• Directions for this task: Reproduce exactly, and only, the lines running from the start of the entries below to the line containing "per route group".

• The data:
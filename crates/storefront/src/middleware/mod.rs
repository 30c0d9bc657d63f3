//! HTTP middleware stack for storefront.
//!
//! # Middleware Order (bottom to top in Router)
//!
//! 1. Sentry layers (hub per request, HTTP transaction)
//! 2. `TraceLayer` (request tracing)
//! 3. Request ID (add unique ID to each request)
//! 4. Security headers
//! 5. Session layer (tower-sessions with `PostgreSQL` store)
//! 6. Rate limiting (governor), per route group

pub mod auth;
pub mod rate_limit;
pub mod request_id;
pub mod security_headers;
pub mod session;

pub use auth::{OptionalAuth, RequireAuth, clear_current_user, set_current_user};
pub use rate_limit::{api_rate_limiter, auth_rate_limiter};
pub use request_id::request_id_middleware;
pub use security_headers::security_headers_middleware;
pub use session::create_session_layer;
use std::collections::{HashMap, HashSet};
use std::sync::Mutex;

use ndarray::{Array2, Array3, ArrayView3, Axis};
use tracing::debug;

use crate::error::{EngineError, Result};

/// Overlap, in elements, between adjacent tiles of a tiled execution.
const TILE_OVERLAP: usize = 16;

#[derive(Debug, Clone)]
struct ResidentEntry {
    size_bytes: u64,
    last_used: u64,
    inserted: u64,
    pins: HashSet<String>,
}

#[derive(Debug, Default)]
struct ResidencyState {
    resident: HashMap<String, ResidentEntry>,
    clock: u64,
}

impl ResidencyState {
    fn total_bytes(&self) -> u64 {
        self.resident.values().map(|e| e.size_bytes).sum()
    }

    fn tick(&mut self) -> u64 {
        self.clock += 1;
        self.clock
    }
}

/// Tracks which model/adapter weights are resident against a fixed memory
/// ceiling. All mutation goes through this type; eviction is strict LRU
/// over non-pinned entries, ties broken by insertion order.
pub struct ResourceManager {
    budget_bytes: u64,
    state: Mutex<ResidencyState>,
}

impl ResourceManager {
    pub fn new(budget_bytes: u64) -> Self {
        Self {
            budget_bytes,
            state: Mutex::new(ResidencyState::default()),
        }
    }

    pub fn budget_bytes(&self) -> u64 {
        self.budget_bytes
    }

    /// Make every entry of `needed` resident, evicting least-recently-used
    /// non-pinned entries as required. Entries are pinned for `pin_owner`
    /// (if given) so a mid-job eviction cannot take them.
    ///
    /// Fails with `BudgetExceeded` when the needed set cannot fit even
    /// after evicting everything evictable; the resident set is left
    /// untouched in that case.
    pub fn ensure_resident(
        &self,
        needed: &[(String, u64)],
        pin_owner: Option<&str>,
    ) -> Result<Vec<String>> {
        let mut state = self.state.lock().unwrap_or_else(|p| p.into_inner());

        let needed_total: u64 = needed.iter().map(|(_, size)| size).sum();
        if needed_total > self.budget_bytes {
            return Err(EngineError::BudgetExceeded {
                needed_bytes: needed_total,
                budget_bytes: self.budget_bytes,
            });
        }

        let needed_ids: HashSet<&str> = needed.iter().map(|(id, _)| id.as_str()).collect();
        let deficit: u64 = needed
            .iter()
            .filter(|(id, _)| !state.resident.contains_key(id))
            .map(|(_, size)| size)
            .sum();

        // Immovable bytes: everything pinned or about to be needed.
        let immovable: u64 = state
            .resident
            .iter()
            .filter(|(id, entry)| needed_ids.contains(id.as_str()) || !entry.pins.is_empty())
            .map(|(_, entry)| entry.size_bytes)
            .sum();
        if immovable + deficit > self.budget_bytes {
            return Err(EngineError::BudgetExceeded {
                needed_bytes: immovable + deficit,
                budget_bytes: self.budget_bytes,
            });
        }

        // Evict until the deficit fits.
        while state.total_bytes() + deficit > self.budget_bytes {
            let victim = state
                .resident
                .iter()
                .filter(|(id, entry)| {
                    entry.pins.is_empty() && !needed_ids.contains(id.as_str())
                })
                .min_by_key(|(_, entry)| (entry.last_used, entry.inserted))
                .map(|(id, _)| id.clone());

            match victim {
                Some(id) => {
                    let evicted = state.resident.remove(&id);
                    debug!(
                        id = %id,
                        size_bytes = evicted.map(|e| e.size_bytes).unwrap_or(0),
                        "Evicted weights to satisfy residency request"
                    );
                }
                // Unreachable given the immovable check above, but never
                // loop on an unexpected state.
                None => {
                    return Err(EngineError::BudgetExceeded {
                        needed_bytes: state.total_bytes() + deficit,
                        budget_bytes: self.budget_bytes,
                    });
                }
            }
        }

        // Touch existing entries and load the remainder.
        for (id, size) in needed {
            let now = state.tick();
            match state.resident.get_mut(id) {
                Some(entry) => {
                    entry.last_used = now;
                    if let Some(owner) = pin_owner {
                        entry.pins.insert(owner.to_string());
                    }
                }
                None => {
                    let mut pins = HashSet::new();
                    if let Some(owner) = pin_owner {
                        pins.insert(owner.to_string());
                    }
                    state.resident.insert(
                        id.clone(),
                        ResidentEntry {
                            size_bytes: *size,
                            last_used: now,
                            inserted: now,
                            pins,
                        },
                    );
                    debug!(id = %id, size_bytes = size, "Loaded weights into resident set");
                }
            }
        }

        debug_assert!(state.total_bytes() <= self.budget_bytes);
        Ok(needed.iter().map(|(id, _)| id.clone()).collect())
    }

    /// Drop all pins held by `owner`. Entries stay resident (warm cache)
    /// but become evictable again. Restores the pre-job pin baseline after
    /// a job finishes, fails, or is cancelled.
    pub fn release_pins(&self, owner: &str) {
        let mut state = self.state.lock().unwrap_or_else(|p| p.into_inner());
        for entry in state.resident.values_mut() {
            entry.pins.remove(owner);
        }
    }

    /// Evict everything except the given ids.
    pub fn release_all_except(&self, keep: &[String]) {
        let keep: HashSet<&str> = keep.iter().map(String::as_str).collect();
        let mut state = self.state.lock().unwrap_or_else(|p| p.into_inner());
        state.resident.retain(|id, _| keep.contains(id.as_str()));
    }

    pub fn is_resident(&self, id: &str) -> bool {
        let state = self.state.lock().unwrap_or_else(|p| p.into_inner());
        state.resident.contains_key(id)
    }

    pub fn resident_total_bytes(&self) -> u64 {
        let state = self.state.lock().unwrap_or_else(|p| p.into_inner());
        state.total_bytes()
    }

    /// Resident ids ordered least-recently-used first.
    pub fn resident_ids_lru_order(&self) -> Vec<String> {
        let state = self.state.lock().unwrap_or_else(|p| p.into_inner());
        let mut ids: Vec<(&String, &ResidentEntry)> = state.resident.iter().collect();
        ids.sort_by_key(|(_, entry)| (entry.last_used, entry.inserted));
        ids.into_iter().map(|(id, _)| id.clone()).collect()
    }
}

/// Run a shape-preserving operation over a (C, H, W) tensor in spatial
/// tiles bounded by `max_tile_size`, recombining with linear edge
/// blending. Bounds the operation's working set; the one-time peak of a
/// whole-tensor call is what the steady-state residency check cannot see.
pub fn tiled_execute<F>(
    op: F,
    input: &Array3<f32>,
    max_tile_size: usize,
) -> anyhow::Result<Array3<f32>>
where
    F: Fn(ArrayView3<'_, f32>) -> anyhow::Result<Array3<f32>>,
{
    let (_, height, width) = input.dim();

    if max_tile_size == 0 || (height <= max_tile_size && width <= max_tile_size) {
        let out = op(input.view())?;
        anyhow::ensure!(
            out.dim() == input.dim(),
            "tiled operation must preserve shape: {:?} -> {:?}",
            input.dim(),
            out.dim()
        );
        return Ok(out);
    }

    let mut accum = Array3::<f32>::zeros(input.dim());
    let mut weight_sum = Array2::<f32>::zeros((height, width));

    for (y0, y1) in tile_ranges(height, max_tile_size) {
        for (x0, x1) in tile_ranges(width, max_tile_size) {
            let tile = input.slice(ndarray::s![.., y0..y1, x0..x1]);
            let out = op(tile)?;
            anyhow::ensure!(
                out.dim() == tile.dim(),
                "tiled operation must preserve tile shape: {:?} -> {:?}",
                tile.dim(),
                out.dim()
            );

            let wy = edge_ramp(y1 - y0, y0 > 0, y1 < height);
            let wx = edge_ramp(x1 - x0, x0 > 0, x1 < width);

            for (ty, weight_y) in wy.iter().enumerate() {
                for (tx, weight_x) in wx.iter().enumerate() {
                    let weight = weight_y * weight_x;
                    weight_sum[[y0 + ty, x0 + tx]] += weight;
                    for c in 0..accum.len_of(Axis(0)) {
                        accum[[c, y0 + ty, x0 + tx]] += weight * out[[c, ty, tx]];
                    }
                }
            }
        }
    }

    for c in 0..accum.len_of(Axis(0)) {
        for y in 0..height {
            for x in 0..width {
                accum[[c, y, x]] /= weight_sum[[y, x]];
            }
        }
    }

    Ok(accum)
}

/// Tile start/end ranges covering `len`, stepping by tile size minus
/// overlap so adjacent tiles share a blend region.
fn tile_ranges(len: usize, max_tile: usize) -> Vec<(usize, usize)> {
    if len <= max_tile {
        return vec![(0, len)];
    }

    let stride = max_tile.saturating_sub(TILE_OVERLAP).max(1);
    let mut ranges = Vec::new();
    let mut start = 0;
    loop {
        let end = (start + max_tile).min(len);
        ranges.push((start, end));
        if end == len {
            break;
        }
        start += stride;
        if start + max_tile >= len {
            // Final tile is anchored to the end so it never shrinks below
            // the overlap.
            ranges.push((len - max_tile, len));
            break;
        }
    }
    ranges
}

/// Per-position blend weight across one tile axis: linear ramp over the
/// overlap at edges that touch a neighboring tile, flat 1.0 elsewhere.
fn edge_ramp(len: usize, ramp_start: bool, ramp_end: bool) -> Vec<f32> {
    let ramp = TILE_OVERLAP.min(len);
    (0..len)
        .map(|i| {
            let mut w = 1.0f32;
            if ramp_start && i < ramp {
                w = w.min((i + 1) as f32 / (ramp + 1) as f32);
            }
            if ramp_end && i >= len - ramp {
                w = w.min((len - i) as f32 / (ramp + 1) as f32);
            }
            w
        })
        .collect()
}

• Task output:
filename crates/storefront/src/middleware/mod.rs
repository 30c0d9bc657d63f3
//! HTTP middleware stack for storefront.
//!
//! # Middleware Order (bottom to top in Router)
//!
//! 1. Sentry layers (hub per request, HTTP transaction)
//! 2. `TraceLayer` (request tracing)
//! 3. Request ID (add unique ID to each request)
//! 4. Security headers
//! 5. Session layer (tower-sessions with `PostgreSQL` store)
//! 6. Rate limiting (governor), per route group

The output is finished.